Au cours de la même session, seront également dévoilés les résultats de l’essai IMvigor130, qui a comparé l’association d’atézolizumab (Tecentriq®, Genentech) et d’un placebo à un traitement de chimiothérapie à base de platine dans le traitement du carcinome urothélial localement avancé ou métastatique (cancer de la vessie).
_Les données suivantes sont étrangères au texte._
//! # Grade Report Module
//!
//! Serializable output of a grading run: per-question verdicts for the review
//! screen plus the raw score the submission service records. The response
//! envelope wraps the report with success and message fields for API
//! handlers.
//!
//! ## JSON Output Example
//!
//! ```json
//! {
//!   "success": true,
//!   "message": "Grading complete.",
//!   "data": {
//!     "graded_at": "2026-08-29T09:30:00+00:00",
//!     "score": { "earned": 2, "total": 3 },
//!     "results": [
//!       { "question_id": 1, "verdict": "correct", "submitted": "...", "accepted": ["..."] }
//!     ]
//!   }
//! }
//! ```

use chrono::Utc;
use serde::Serialize;

use crate::types::QuestionVerdict;

/// Raw score: correct answers over questions graded. Band conversion is the
/// submission service's concern, not the engine's.
#[derive(Debug, Clone, PartialEq, Eq, Serialize)]
pub struct Score {
    pub earned: u32,
    pub total: u32,
}

/// The full result of grading one attempt.
#[derive(Debug, Clone, PartialEq, Serialize)]
pub struct GradeReport {
    /// RFC 3339 timestamp of when grading ran.
    pub graded_at: String,
    pub score: Score,
    pub results: Vec<QuestionVerdict>,
}

impl GradeReport {
    /// Aggregate per-question verdicts into a report, stamped now.
    pub fn new(results: Vec<QuestionVerdict>) -> Self {
        let earned = results.iter().filter(|r| r.verdict.is_correct()).count() as u32;
        let total = results.len() as u32;
        GradeReport {
            graded_at: Utc::now().to_rfc3339(),
            score: Score { earned, total },
            results,
        }
    }
}

/// The API response envelope for grading results.
#[derive(Debug, Clone, PartialEq, Serialize)]
pub struct GradeReportResponse {
    pub success: bool,
    pub message: String,
    pub data: GradeReport,
}

impl From<GradeReport> for GradeReportResponse {
    fn from(report: GradeReport) -> Self {
        GradeReportResponse {
            success: true,
            message: "Grading complete.".to_string(),
            data: report,
        }
    }
}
Pilar Garrido a également mis en avant l’étude de phase 3 INVICTUS, qui sera présentée par le Pr Jean-Yves Blay (directeur général du Centre Léon Bérard et oncologue médical spécialiste des sarcomes et tumeurs rare, président du Conseil scientifique de l’ESMO). Cette étude de phase 3, menée en double aveugle contre placebo, a évalué la sécurité et l'efficacité du DCC-2618 (ripretinib) chez des patients présentant des tumeurs stromales gastro-intestinales avancées, ayant reçu au moins quatre lignes de traitement.

« Encore une fois, d'après un communiqué de presse de la firme pharmaceutique, il semble que l'étude INVICTUS démontre un certain bénéfice dans ce contexte », a déclaré le Pr Garrido. Ce serait une option « pour un petit sous-groupe de patients ».

Mais aussi…

Parmi les sessions ne dévoilant pas de nouvelles données cliniques, certaines seront consacrées à des sujets socio-professionnels brûlants.

Un symposium sera consacré à l'épuisement professionnel et au soutien psychologique des oncologues, professionnels de santé particulièrement touchés par le burnout (Auditorium Toledo, 30 septembre).

Aussi, d’autres interventions seront consacrées aux problématiques très actuelles de la pénurie en médicaments anticancéreux ou du coût élevé des nouvelles thérapies anticancéreuses.

Les résultats de la première étude française corrélant le prix des nouveaux médicaments anticancéreux à leur valeur ajoutée, seront présentés le 30 septembre à 16h30 dans l’Auditorium Salamanca.

Le Pr Garrido a des liens d’intérêt avec AbbVie, AstraZeneca, Blueprint Medicines, Boehringer Ingelheim, Bristol-Myers Squibb, Janssen, Gilead, Guardant Health, Pfizer, Lilly, Novartis, MSD, Roche, Rovi, Sysmex, Takeda et Novartis.